------ ENTRIES SUPPLIED

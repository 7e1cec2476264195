//! Detector records.

use chrono::{DateTime, Utc};
use quanta_core::{Amount, Identity};
use serde::{Deserialize, Serialize};
use std::fmt;
use std::str::FromStr;

use crate::error::RegistryError;

/// Sequential detector identifier, starting at 1.
#[derive(
    Debug, Clone, Copy, PartialEq, Eq, PartialOrd, Ord, Hash, Serialize, Deserialize,
)]
#[serde(transparent)]
pub struct DetectorId(u64);

impl DetectorId {
    /// Wraps a raw id.
    #[must_use]
    pub const fn new(id: u64) -> Self {
        Self(id)
    }

    /// Raw id value.
    #[must_use]
    pub const fn get(&self) -> u64 {
        self.0
    }
}

impl fmt::Display for DetectorId {
    fn fmt(&self, f: &mut fmt::Formatter<'_>) -> fmt::Result {
        write!(f, "{}", self.0)
    }
}

/// Operational status of a detector.
///
/// Every state may move to every other state; none is terminal.
#[derive(Debug, Clone, Copy, Default, PartialEq, Eq, Hash, Serialize, Deserialize)]
#[serde(rename_all = "snake_case")]
pub enum DetectorStatus {
    /// Harvesting normally.
    #[default]
    Active,
    /// Taken down for servicing.
    Maintenance,
    /// Switched off.
    Inactive,
}

impl DetectorStatus {
    /// All states, in declaration order.
    pub const ALL: [Self; 3] = [Self::Active, Self::Maintenance, Self::Inactive];

    /// Lowercase name used on the wire.
    #[must_use]
    pub const fn as_str(&self) -> &'static str {
        match self {
            Self::Active => "active",
            Self::Maintenance => "maintenance",
            Self::Inactive => "inactive",
        }
    }
}

impl fmt::Display for DetectorStatus {
    fn fmt(&self, f: &mut fmt::Formatter<'_>) -> fmt::Result {
        f.write_str(self.as_str())
    }
}

impl FromStr for DetectorStatus {
    type Err = RegistryError;

    fn from_str(s: &str) -> Result<Self, Self::Err> {
        match s {
            "active" => Ok(Self::Active),
            "maintenance" => Ok(Self::Maintenance),
            "inactive" => Ok(Self::Inactive),
            other => Err(RegistryError::InvalidStatus(other.to_string())),
        }
    }
}

/// A registered energy-harvesting detector.
#[derive(Debug, Clone, PartialEq, Serialize, Deserialize)]
pub struct Detector {
    /// Detector id.
    pub id: DetectorId,
    /// Owning identity; the only caller allowed to mutate this record.
    pub owner: Identity,
    /// Free-text location.
    pub location: String,
    /// Free-text detector type.
    #[serde(rename = "type")]
    pub detector_type: String,
    /// Reported efficiency. Informational, not range checked.
    pub efficiency: f64,
    /// Current status.
    pub status: DetectorStatus,
    /// Total energy recorded against this detector.
    pub energy_harvested: Amount,
    /// Set at registration.
    pub last_maintenance: DateTime<Utc>,
}

impl Detector {
    /// Returns true if `caller` owns this detector.
    #[must_use]
    pub fn is_owned_by(&self, caller: &Identity) -> bool {
        &self.owner == caller
    }
}
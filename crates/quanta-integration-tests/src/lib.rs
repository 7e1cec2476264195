//! Integration test crate for Quanta components.
//!
//! Runs end-to-end flows that span the registry and the marketplace.
//! It has no public API - all functionality is in the test modules.

#![forbid(unsafe_code)]
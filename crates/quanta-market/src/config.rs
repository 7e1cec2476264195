//! Marketplace configuration.

use serde::{Deserialize, Serialize};

/// Marketplace behaviour switches.
#[derive(Debug, Clone, Default, PartialEq, Eq, Serialize, Deserialize)]
#[serde(default)]
pub struct MarketConfig {
    /// Reject purchases against listings past their expiration.
    ///
    /// Off by default: expiration is stored but purchases ignore it. An
    /// expired listing keeps its escrow either way.
    pub enforce_expiration: bool,
}

impl MarketConfig {
    /// Configuration that rejects purchases on expired listings.
    #[must_use]
    pub const fn enforcing_expiration() -> Self {
        Self {
            enforce_expiration: true,
        }
    }
}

------------

**WORK INSTRUCTION**. Write out, please, all of the material above exactly as written.

**EXERCISE SOLUTION**.
repository 7e1cec2476264195
//! Detector records.

use chrono::{DateTime, Utc};
use quanta_core::{Amount, Identity};
use serde::{Deserialize, Serialize};
use std::fmt;
use std::str::FromStr;

use crate::error::RegistryError;

/// Sequential detector identifier, starting at 1.
#[derive(
    Debug, Clone, Copy, PartialEq, Eq, PartialOrd, Ord, Hash, Serialize, Deserialize,
)]
#[serde(transparent)]
pub struct DetectorId(u64);

impl DetectorId {
    /// Wraps a raw id.
    #[must_use]
    pub const fn new(id: u64) -> Self {
        Self(id)
    }

    /// Raw id value.
    #[must_use]
    pub const fn get(&self) -> u64 {
        self.0
    }
}

impl fmt::Display for DetectorId {
    fn fmt(&self, f: &mut fmt::Formatter<'_>) -> fmt::Result {
        write!(f, "{}", self.0)
    }
}

/// Operational status of a detector.
///
/// Every state may move to every other state; none is terminal.
#[derive(Debug, Clone, Copy, Default, PartialEq, Eq, Hash, Serialize, Deserialize)]
#[serde(rename_all = "snake_case")]
pub enum DetectorStatus {
    /// Harvesting normally.
    #[default]
    Active,
    /// Taken down for servicing.
    Maintenance,
    /// Switched off.
    Inactive,
}

impl DetectorStatus {
    /// All states, in declaration order.
    pub const ALL: [Self; 3] = [Self::Active, Self::Maintenance, Self::Inactive];

    /// Lowercase name used on the wire.
    #[must_use]
    pub const fn as_str(&self) -> &'static str {
        match self {
            Self::Active => "active",
            Self::Maintenance => "maintenance",
            Self::Inactive => "inactive",
        }
    }
}

impl fmt::Display for DetectorStatus {
    fn fmt(&self, f: &mut fmt::Formatter<'_>) -> fmt::Result {
        f.write_str(self.as_str())
    }
}

impl FromStr for DetectorStatus {
    type Err = RegistryError;

    fn from_str(s: &str) -> Result<Self, Self::Err> {
        match s {
            "active" => Ok(Self::Active),
            "maintenance" => Ok(Self::Maintenance),
            "inactive" => Ok(Self::Inactive),
            other => Err(RegistryError::InvalidStatus(other.to_string())),
        }
    }
}

/// A registered energy-harvesting detector.
#[derive(Debug, Clone, PartialEq, Serialize, Deserialize)]
pub struct Detector {
    /// Detector id.
    pub id: DetectorId,
    /// Owning identity; the only caller allowed to mutate this record.
    pub owner: Identity,
    /// Free-text location.
    pub location: String,
    /// Free-text detector type.
    #[serde(rename = "type")]
    pub detector_type: String,
    /// Reported efficiency. Informational, not range checked.
    pub efficiency: f64,
    /// Current status.
    pub status: DetectorStatus,
    /// Total energy recorded against this detector.
    pub energy_harvested: Amount,
    /// Set at registration.
    pub last_maintenance: DateTime<Utc>,
}

impl Detector {
    /// Returns true if `caller` owns this detector.
    #[must_use]
    pub fn is_owned_by(&self, caller: &Identity) -> bool {
        &self.owner == caller
    }
}
filename crates/quanta-integration-tests/src/lib.rs
repository 7e1cec2476264195
//! Integration test crate for Quanta components.
//!
//! Runs end-to-end flows that span the registry and the marketplace.
//! It has no public API - all functionality is in the test modules.

#![forbid(unsafe_code)]
filename crates/quanta-market/src/config.rs
repository 7e1cec2476264195
//! Marketplace configuration.

use serde::{Deserialize, Serialize};

/// Marketplace behaviour switches.
#[derive(Debug, Clone, Default, PartialEq, Eq, Serialize, Deserialize)]
#[serde(default)]
pub struct MarketConfig {
    /// Reject purchases against listings past their expiration.
    ///
    /// Off by default: expiration is stored but purchases ignore it. An
    /// expired listing keeps its escrow either way.
    pub enforce_expiration: bool,
}

impl MarketConfig {
    /// Configuration that rejects purchases on expired listings.
    #[must_use]
    pub const fn enforcing_expiration() -> Self {
        Self {
            enforce_expiration: true,
        }
    }
}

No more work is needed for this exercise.